## Description of the task
Please report how many lines of the listing contain the string "bool", giving the number only.

## Data records
*** Block opens ***
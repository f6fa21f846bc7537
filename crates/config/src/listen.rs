//! Ingress listener configuration
//!
//! ```toml
//! [listen]
//! tcp = "0.0.0.0:2003"
//! udp = "0.0.0.0:2003"
//! grpc = "0.0.0.0:2004"
//! incoming_conn_idle_timeout = "90s"
//!
//! [listen.batching]
//! enabled = true
//! batch_size = 100
//! flush_interval = "100ms"
//! ```

use serde::Deserialize;
use std::time::Duration;

/// Listener addresses and per-connection limits
#[derive(Debug, Clone, Deserialize)]
#[serde(default)]
pub struct ListenConfig {
    /// TCP line listener address (e.g., "0.0.0.0:2003")
    pub tcp: Option<String>,

    /// UDP datagram listener address
    pub udp: Option<String>,

    /// Streaming RPC listener address
    pub grpc: Option<String>,

    /// Close an ingress TCP connection after this long without a line
    /// Default: 90s
    #[serde(with = "humantime_serde")]
    pub incoming_conn_idle_timeout: Duration,

    /// Longest accepted line in bytes; longer lines are dropped
    /// Default: 4096
    pub max_line_len: usize,

    /// SO_RCVBUF for the UDP socket, 0 keeps the OS default
    pub udp_os_buffer_size: usize,

    /// Batched TCP listener settings
    pub batching: BatchingConfig,
}

impl Default for ListenConfig {
    fn default() -> Self {
        Self {
            tcp: None,
            udp: None,
            grpc: None,
            incoming_conn_idle_timeout: Duration::from_secs(90),
            max_line_len: 4096,
            udp_os_buffer_size: 0,
            batching: BatchingConfig::default(),
        }
    }
}

/// Batched TCP listener settings
#[derive(Debug, Clone, Deserialize)]
#[serde(default)]
pub struct BatchingConfig {
    /// Push line batches instead of single lines
    /// Default: false
    pub enabled: bool,

    /// Lines per batch
    /// Default: 100
    pub batch_size: usize,

    /// Flush a partial batch after this long
    /// Default: 100ms
    #[serde(with = "humantime_serde")]
    pub flush_interval: Duration,
}

impl Default for BatchingConfig {
    fn default() -> Self {
        Self {
            enabled: false,
            batch_size: 100,
            flush_interval: Duration::from_millis(100),
        }
    }
}

#[cfg(test)]
mod tests {
    use super::*;

    #[test]
    fn test_default_config() {
        let config = ListenConfig::default();
        assert!(config.tcp.is_none());
        assert!(config.udp.is_none());
        assert!(config.grpc.is_none());
        assert_eq!(config.incoming_conn_idle_timeout, Duration::from_secs(90));
        assert!(!config.batching.enabled);
    }

    #[test]
    fn test_deserialize_full() {
        let toml = r#"
tcp = "127.0.0.1:2003"
udp = "127.0.0.1:2003"
grpc = "127.0.0.1:2004"
incoming_conn_idle_timeout = "5s"
max_line_len = 1024
udp_os_buffer_size = 8388608

[batching]
enabled = true
batch_size = 10
flush_interval = "50ms"
"#;
        let config: ListenConfig = toml::from_str(toml).unwrap();
        assert_eq!(config.tcp.as_deref(), Some("127.0.0.1:2003"));
        assert_eq!(config.udp.as_deref(), Some("127.0.0.1:2003"));
        assert_eq!(config.grpc.as_deref(), Some("127.0.0.1:2004"));
        assert_eq!(config.incoming_conn_idle_timeout, Duration::from_secs(5));
        assert_eq!(config.max_line_len, 1024);
        assert_eq!(config.udp_os_buffer_size, 8388608);
        assert!(config.batching.enabled);
        assert_eq!(config.batching.batch_size, 10);
        assert_eq!(config.batching.flush_interval, Duration::from_millis(50));
    }
}
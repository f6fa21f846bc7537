//! Metrics reporting configuration
//!
//! Controls the periodic counter summary written to the log.
//!
//! # Defaults
//!
//! - `enabled`: true
//! - `interval`: 60s
//! - `format`: human
//! - All include flags: true

use serde::Deserialize;
use std::time::Duration;

/// Metrics output format
#[derive(Debug, Clone, Copy, Default, Deserialize, PartialEq, Eq)]
#[serde(rename_all = "lowercase")]
pub enum MetricsFormat {
    /// Human-readable output (default)
    #[default]
    Human,
    /// JSON structured output
    Json,
}

/// Metrics configuration
///
/// # Example
///
/// ```toml
/// [metrics]
/// enabled = true
/// interval = "60s"
/// format = "human"
/// include_listeners = true
/// include_hosts = true
/// ```
#[derive(Debug, Clone, Deserialize)]
#[serde(default)]
pub struct MetricsConfig {
    /// Enable metrics reporting
    /// Default: true
    pub enabled: bool,

    /// Reporting interval
    /// Default: 60s
    #[serde(with = "humantime_serde")]
    pub interval: Duration,

    /// Output format (human, json)
    /// Default: human
    pub format: MetricsFormat,

    /// Include per-listener counters
    /// Default: true
    pub include_listeners: bool,

    /// Include per-host counters and latency percentiles
    /// Default: true
    pub include_hosts: bool,
}

impl Default for MetricsConfig {
    fn default() -> Self {
        Self {
            enabled: true,
            interval: Duration::from_secs(60),
            format: MetricsFormat::Human,
            include_listeners: true,
            include_hosts: true,
        }
    }
}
*** Block closes ***
## Solution for this task
4